What I want know is to add separate folder for my homeassistant automation which I'm running on Raspberry Pi (this will be repository B).
I successfully added on local, and connected with my github through console from my Pi, but it wont let me do a "push" command as expected because, I didn't do "pull", but those files I really don't need on my Pi, it will mess up my configuration.
I would like to have structure like
Project (Repository A)
- Readme.md
- Folder1
- SomeFile.txt
- RepositoryB Folder (in this folder will be pushed form my Pi files and config)
Should I just use a fork on repositoryB which will be a separate repo?
Upvotes: 1
Views: 127
Reputation: 261
You could include repository B as a submodule in repository A via git submodule add https://github.com/<name-of-repo-B>
. With this approach, you can independently push/pull changes to repository A and repository B.

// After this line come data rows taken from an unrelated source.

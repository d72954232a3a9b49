use chrono::{DateTime, Utc};
use sea_orm::entity::prelude::*;

/// Outcome of one scene as recorded in the store.
///
/// `Indeterminate` covers every run that produced no verdict (crash, missing output, missing
/// oracle, unrecognized oracle output). It never counts towards a grade.
#[derive(Debug, Clone, Copy, PartialEq, Eq, Hash, EnumIter, DeriveActiveEnum)]
#[sea_orm(rs_type = "String", db_type = "Enum", enum_name = "verdict_enum")]
pub enum Verdict {
    #[sea_orm(string_value = "pass")]
    Pass,
    #[sea_orm(string_value = "fail")]
    Fail,
    #[sea_orm(string_value = "indeterminate")]
    Indeterminate,
}

impl std::fmt::Display for Verdict {
    fn fmt(&self, f: &mut std::fmt::Formatter<'_>) -> std::fmt::Result {
        let s = match self {
            Verdict::Pass => "pass",
            Verdict::Fail => "fail",
            Verdict::Indeterminate => "indeterminate",
        };
        write!(f, "{s}")
    }
}

#[derive(Clone, Debug, PartialEq, Eq, DeriveEntityModel)]
#[sea_orm(table_name = "test_scene_runs")]
pub struct Model {
    #[sea_orm(primary_key)]
    pub id: i32,
    pub submission_id: i32,
    pub scene_path: String,
    pub verdict: Verdict,
    pub run_time: DateTime<Utc>,
}

#[derive(Copy, Clone, Debug, EnumIter, DeriveRelation)]
pub enum Relation {
    #[sea_orm(
        belongs_to = "super::submission::Entity",
        from = "Column::SubmissionId",
        to = "super::submission::Column::Id"
    )]
    Submission,
}

impl Related<super::submission::Entity> for Entity {
    fn to() -> RelationDef {
        Relation::Submission.def()
    }
}

impl ActiveModelBehavior for ActiveModel {}

/// A run waiting to be written together with its submission.
#[derive(Debug, Clone, PartialEq, Eq)]
pub struct NewTestRun {
    pub scene_path: String,
    pub verdict: Verdict,
    pub run_time: DateTime<Utc>,
}
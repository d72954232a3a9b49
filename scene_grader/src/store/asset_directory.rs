use sea_orm::entity::prelude::*;

use crate::discovery::{self, TestScene};

/// A directory of scene files attached to an assignment.
#[derive(Clone, Debug, PartialEq, Eq, DeriveEntityModel)]
#[sea_orm(table_name = "assignment_asset_directories")]
pub struct Model {
    #[sea_orm(primary_key)]
    pub id: i32,
    pub assignment_id: i32,
    pub path: String,
    pub extra_credit: bool,
    /// Whether scenes in this directory count towards the deliverable.
    pub graded: bool,
    pub hidden: bool,
}

#[derive(Copy, Clone, Debug, EnumIter, DeriveRelation)]
pub enum Relation {
    #[sea_orm(
        belongs_to = "super::assignment::Entity",
        from = "Column::AssignmentId",
        to = "super::assignment::Column::Id"
    )]
    Assignment,
}

impl Related<super::assignment::Entity> for Entity {
    fn to() -> RelationDef {
        Relation::Assignment.def()
    }
}

impl ActiveModelBehavior for ActiveModel {}

impl Model {
    /// Scenes currently present under `path`, tagged with this directory's flags.
    pub fn tests(&self, scene_extension: &str) -> Vec<TestScene> {
        discovery::scan(&self.path, scene_extension, self.graded, self.hidden)
    }
}

impl std::fmt::Display for Model {
    fn fmt(&self, f: &mut std::fmt::Formatter<'_>) -> std::fmt::Result {
        write!(
            f,
            "<AssetDirectory '{}'{}{}{}>",
            self.path,
            if self.graded { " Graded" } else { " Ungraded" },
            if self.hidden { " Hidden" } else { "" },
            if self.extra_credit { " ExtraCredit" } else { "" },
        )
    }
}

#[cfg(test)]
mod tests {
    use super::*;

    #[test]
    fn should_describe_flags() {
        let d = Model {
            id: 1,
            assignment_id: 1,
            path: "/assets/t1m1/Deliverable1/".to_string(),
            extra_credit: false,
            graded: false,
            hidden: true,
        };
        assert_eq!(
            d.to_string(),
            "<AssetDirectory '/assets/t1m1/Deliverable1/' Ungraded Hidden>"
        );
    }
}
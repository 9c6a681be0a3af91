use std::fmt;

use serde::{Deserialize, Serialize};

/// Block identifier stored per voxel.
pub type BlockId = u8;

/// Reserved block IDs used by world population and interaction.
pub mod blocks {
    use super::BlockId;

    /// Reserved ID for empty space.
    pub const AIR: BlockId = 0;
    /// Surface block of populated columns.
    pub const GRASS: BlockId = 1;
    /// Subsurface layer under grass; also what `place_block` places.
    pub const DIRT: BlockId = 2;
    /// Everything below the dirt layer.
    pub const STONE: BlockId = 3;
}

/// Chunk dimensions in voxels. Chunks span the full world height, so there
/// is no vertical chunk coordinate.
#[derive(Debug, Clone, Copy, PartialEq, Eq, Serialize, Deserialize)]
pub struct ChunkConfig {
    /// Chunk width (X axis).
    pub size_x: usize,
    /// Chunk height (Y axis) — also the world height.
    pub size_y: usize,
    /// Chunk depth (Z axis).
    pub size_z: usize,
}

impl Default for ChunkConfig {
    fn default() -> Self {
        Self {
            size_x: 16,
            size_y: 96,
            size_z: 16,
        }
    }
}

impl ChunkConfig {
    /// Total voxel count per chunk.
    pub fn volume(&self) -> usize {
        self.size_x * self.size_y * self.size_z
    }
}

/// Chunk coordinate (X, Z) in chunk space.
/// Implements Ord for deterministic iteration in BTreeMap (sorts by x, then z).
#[derive(
    Debug, Clone, Copy, PartialEq, Eq, Hash, PartialOrd, Ord, Serialize, Deserialize,
)]
pub struct ChunkPos {
    /// Chunk X coordinate.
    pub x: i32,
    /// Chunk Z coordinate.
    pub z: i32,
}

impl ChunkPos {
    /// Build a chunk coordinate.
    pub const fn new(x: i32, z: i32) -> Self {
        Self { x, z }
    }
}

impl fmt::Display for ChunkPos {
    fn fmt(&self, f: &mut fmt::Formatter<'_>) -> fmt::Result {
        write!(f, "({}, {})", self.x, self.z)
    }
}

/// Dense block buffer for one chunk.
///
/// Owned exclusively by the chunk storage under its coordinate key; all
/// mutation goes through world-space `set_block`.
pub struct Chunk {
    cfg: ChunkConfig,
    blocks: Vec<BlockId>,
}

impl Chunk {
    /// Allocate a fresh chunk filled with air.
    pub fn new(cfg: ChunkConfig) -> Self {
        Self {
            cfg,
            blocks: vec![blocks::AIR; cfg.volume()],
        }
    }

    fn index(&self, lx: usize, ly: usize, lz: usize) -> usize {
        debug_assert!(lx < self.cfg.size_x);
        debug_assert!(ly < self.cfg.size_y);
        debug_assert!(lz < self.cfg.size_z);
        (ly * self.cfg.size_z + lz) * self.cfg.size_x + lx
    }

    /// Fetch a block copy at a chunk-local coordinate.
    pub fn get_local(&self, lx: usize, ly: usize, lz: usize) -> BlockId {
        self.blocks[self.index(lx, ly, lz)]
    }

    /// Overwrite the block at a chunk-local coordinate.
    pub fn set_local(&mut self, lx: usize, ly: usize, lz: usize, id: BlockId) {
        let idx = self.index(lx, ly, lz);
        self.blocks[idx] = id;
    }
}
use std::collections::BTreeMap;

use crate::chunk::{Chunk, ChunkConfig, ChunkPos};

/// Split one world-space axis into chunk and local parts.
///
/// Euclidean division keeps the local coordinate in `[0, size)` for negative
/// world coordinates too, so `chunk * size + local == world` always holds.
#[inline]
pub fn split_axis(world: i32, size: usize) -> (i32, usize) {
    let size = size as i32;
    (world.div_euclid(size), world.rem_euclid(size) as usize)
}

/// In-memory chunk arena keyed by chunk coordinate.
/// Uses BTreeMap for deterministic iteration order.
///
/// Chunks are allocated on first write via [`ChunkStorage::ensure_chunk`];
/// reads of a missing chunk never allocate. There is no eviction — chunks
/// live for the session.
pub struct ChunkStorage {
    cfg: ChunkConfig,
    chunks: BTreeMap<ChunkPos, Chunk>,
}

impl ChunkStorage {
    /// Create an empty storage for chunks of the given dimensions.
    pub fn new(cfg: ChunkConfig) -> Self {
        Self {
            cfg,
            chunks: BTreeMap::new(),
        }
    }

    /// Dimensions shared by every chunk in this storage.
    pub fn chunk_config(&self) -> ChunkConfig {
        self.cfg
    }

    /// Number of resident chunks.
    pub fn len(&self) -> usize {
        self.chunks.len()
    }

    /// Returns true when no chunks have been allocated yet.
    pub fn is_empty(&self) -> bool {
        self.chunks.is_empty()
    }

    /// Obtain mutable access to a chunk, creating it if necessary.
    pub fn ensure_chunk(&mut self, pos: ChunkPos) -> &mut Chunk {
        let cfg = self.cfg;
        self.chunks.entry(pos).or_insert_with(|| Chunk::new(cfg))
    }

    /// Attempt to fetch a chunk immutably without allocating it.
    pub fn get(&self, pos: ChunkPos) -> Option<&Chunk> {
        self.chunks.get(&pos)
    }

    /// Fetch a chunk mutably (without creating it).
    pub fn get_mut(&mut self, pos: ChunkPos) -> Option<&mut Chunk> {
        self.chunks.get_mut(&pos)
    }

    /// Iterate over currently resident chunk positions in sorted order.
    pub fn iter_positions(&self) -> impl Iterator<Item = ChunkPos> + '_ {
        self.chunks.keys().copied()
    }
}
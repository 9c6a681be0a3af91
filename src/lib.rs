//! Deterministic voxel world core.
//!
//! Generates a block world from a fractal value-noise height field, stores it
//! in lazily allocated chunks, and answers ray-based block queries for
//! interaction (breaking and placing). Rendering, input, and the command-line
//! entry point live in embedding crates; this crate has no I/O and no
//! internal threading.

mod chunk;
mod noise;
mod raycast;
mod storage;
mod terrain;
mod world;

pub use chunk::*;
pub use raycast::*;
pub use storage::*;
pub use terrain::*;
pub use world::*;
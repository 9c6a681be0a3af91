//! Height-field synthesis from fractal value noise.
//!
//! A [`TerrainConfig`] is validated up front and then turned into an
//! immutable [`Terrain`] grid of integer surface heights.

use serde::{Deserialize, Serialize};
use thiserror::Error;
use tracing::{debug, instrument};

use crate::noise;

/// Errors rejecting an invalid [`TerrainConfig`] before any generation work.
#[derive(Debug, Error, PartialEq)]
pub enum TerrainError {
    /// The height grid needs at least two samples per horizontal axis.
    #[error("width/depth must be >= 2 (got {width}x{depth})")]
    MapTooSmall {
        /// Requested grid width.
        width: usize,
        /// Requested grid depth.
        depth: usize,
    },
    /// Heights are scaled by `max_height`, which must be positive.
    #[error("max_height must be >= 1")]
    ZeroMaxHeight,
    /// fBm needs at least one octave to sum.
    #[error("octaves must be >= 1")]
    NoOctaves,
    /// Amplitude falloff outside `(0, 1]` either diverges or mutes everything.
    #[error("persistence must be in (0, 1] (got {0})")]
    PersistenceOutOfRange(f64),
    /// Frequency growth of 1 or less collapses the octaves onto each other.
    #[error("lacunarity must be > 1 (got {0})")]
    LacunarityTooSmall(f64),
}

/// Configuration for deterministic terrain generation.
#[derive(Debug, Clone, PartialEq, Serialize, Deserialize)]
pub struct TerrainConfig {
    /// Height-field width (X axis), in samples.
    pub width: usize,
    /// Height-field depth (Z axis), in samples.
    pub depth: usize,
    /// Seed mixed into every lattice hash.
    pub seed: i64,
    /// Heights are rounded into `[0, max_height]`.
    pub max_height: u32,
    /// Number of fBm octaves.
    pub octaves: u32,
    /// Amplitude multiplier between octaves, in `(0, 1]`.
    pub persistence: f64,
    /// Frequency multiplier between octaves, greater than 1.
    pub lacunarity: f64,
}

impl Default for TerrainConfig {
    fn default() -> Self {
        Self {
            width: 129,
            depth: 129,
            seed: 0,
            max_height: 64,
            octaves: 5,
            persistence: 0.5,
            lacunarity: 2.0,
        }
    }
}

impl TerrainConfig {
    /// Check every field, failing fast on the first invalid one.
    pub fn validate(&self) -> Result<(), TerrainError> {
        if self.width < 2 || self.depth < 2 {
            return Err(TerrainError::MapTooSmall {
                width: self.width,
                depth: self.depth,
            });
        }
        if self.max_height < 1 {
            return Err(TerrainError::ZeroMaxHeight);
        }
        if self.octaves < 1 {
            return Err(TerrainError::NoOctaves);
        }
        if !(self.persistence > 0.0 && self.persistence <= 1.0) {
            return Err(TerrainError::PersistenceOutOfRange(self.persistence));
        }
        if self.lacunarity <= 1.0 {
            return Err(TerrainError::LacunarityTooSmall(self.lacunarity));
        }
        Ok(())
    }
}

/// Immutable height field produced by [`generate_terrain`].
///
/// Heights are stored row-major as `[z][x]` and always lie in
/// `[0, config.max_height]`.
#[derive(Debug, Clone, PartialEq)]
pub struct Terrain {
    config: TerrainConfig,
    heights: Vec<u32>,
}

impl Terrain {
    /// Build a terrain from precomputed heights.
    ///
    /// Useful for embedders and tests that need a hand-crafted surface.
    ///
    /// # Panics
    /// Panics if `heights.len() != config.width * config.depth`.
    pub fn from_heights(config: TerrainConfig, heights: Vec<u32>) -> Self {
        assert_eq!(
            heights.len(),
            config.width * config.depth,
            "heights must hold width * depth samples"
        );
        Self { config, heights }
    }

    /// The configuration this terrain was generated from.
    pub fn config(&self) -> &TerrainConfig {
        &self.config
    }

    /// Grid width (X axis).
    pub fn width(&self) -> usize {
        self.config.width
    }

    /// Grid depth (Z axis).
    pub fn depth(&self) -> usize {
        self.config.depth
    }

    /// Surface height at grid cell `(x, z)`.
    ///
    /// # Panics
    /// Panics if the coordinates are outside the grid.
    pub fn height(&self, x: usize, z: usize) -> u32 {
        assert!(x < self.config.width, "x out of bounds");
        assert!(z < self.config.depth, "z out of bounds");
        self.heights[z * self.config.width + x]
    }

    /// Raw row-major height samples, indexed `z * width + x`.
    pub fn heights(&self) -> &[u32] {
        &self.heights
    }

    /// Lowest surface height in the grid.
    pub fn min_height(&self) -> u32 {
        self.heights.iter().copied().min().unwrap_or(0)
    }

    /// Highest surface height in the grid.
    pub fn max_height(&self) -> u32 {
        self.heights.iter().copied().max().unwrap_or(0)
    }

    /// Mean surface height across the grid.
    pub fn avg_height(&self) -> f64 {
        let sum: u64 = self.heights.iter().map(|&h| h as u64).sum();
        sum as f64 / self.heights.len() as f64
    }
}

/// Generate a deterministic height field from `config`.
///
/// Pure function: identical configurations yield byte-identical grids.
#[instrument(skip(config), fields(width = config.width, depth = config.depth, seed = config.seed, octaves = config.octaves))]
pub fn generate_terrain(config: &TerrainConfig) -> Result<Terrain, TerrainError> {
    config.validate()?;
    debug!("starting height-field generation");

    let mut heights = Vec::with_capacity(config.width * config.depth);
    for z in 0..config.depth {
        for x in 0..config.width {
            let v = noise::fbm(x, z, config);
            heights.push((v * config.max_height as f64).round() as u32);
        }
    }

    debug!("height-field generation complete");
    Ok(Terrain {
        config: config.clone(),
        heights,
    })
}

When cloning a repository that has submodules included you must execute git submodule update --init --recursive
afterward to clone the submodules.
Be aware that using pull on repository A would not update repository B when having B included as a submodule. To update B as well, you can run git submodule update --remote --recursive
in repository A or git pull
in repository B (git submodule update --remote vs git pull).
See https://git-scm.com/book/en/v2/Git-Tools-Submodules
It also seems you can only clone a subdirectory of a Git repository as of Git 2.19 (How do I clone a subdirectory only of a Git repository?)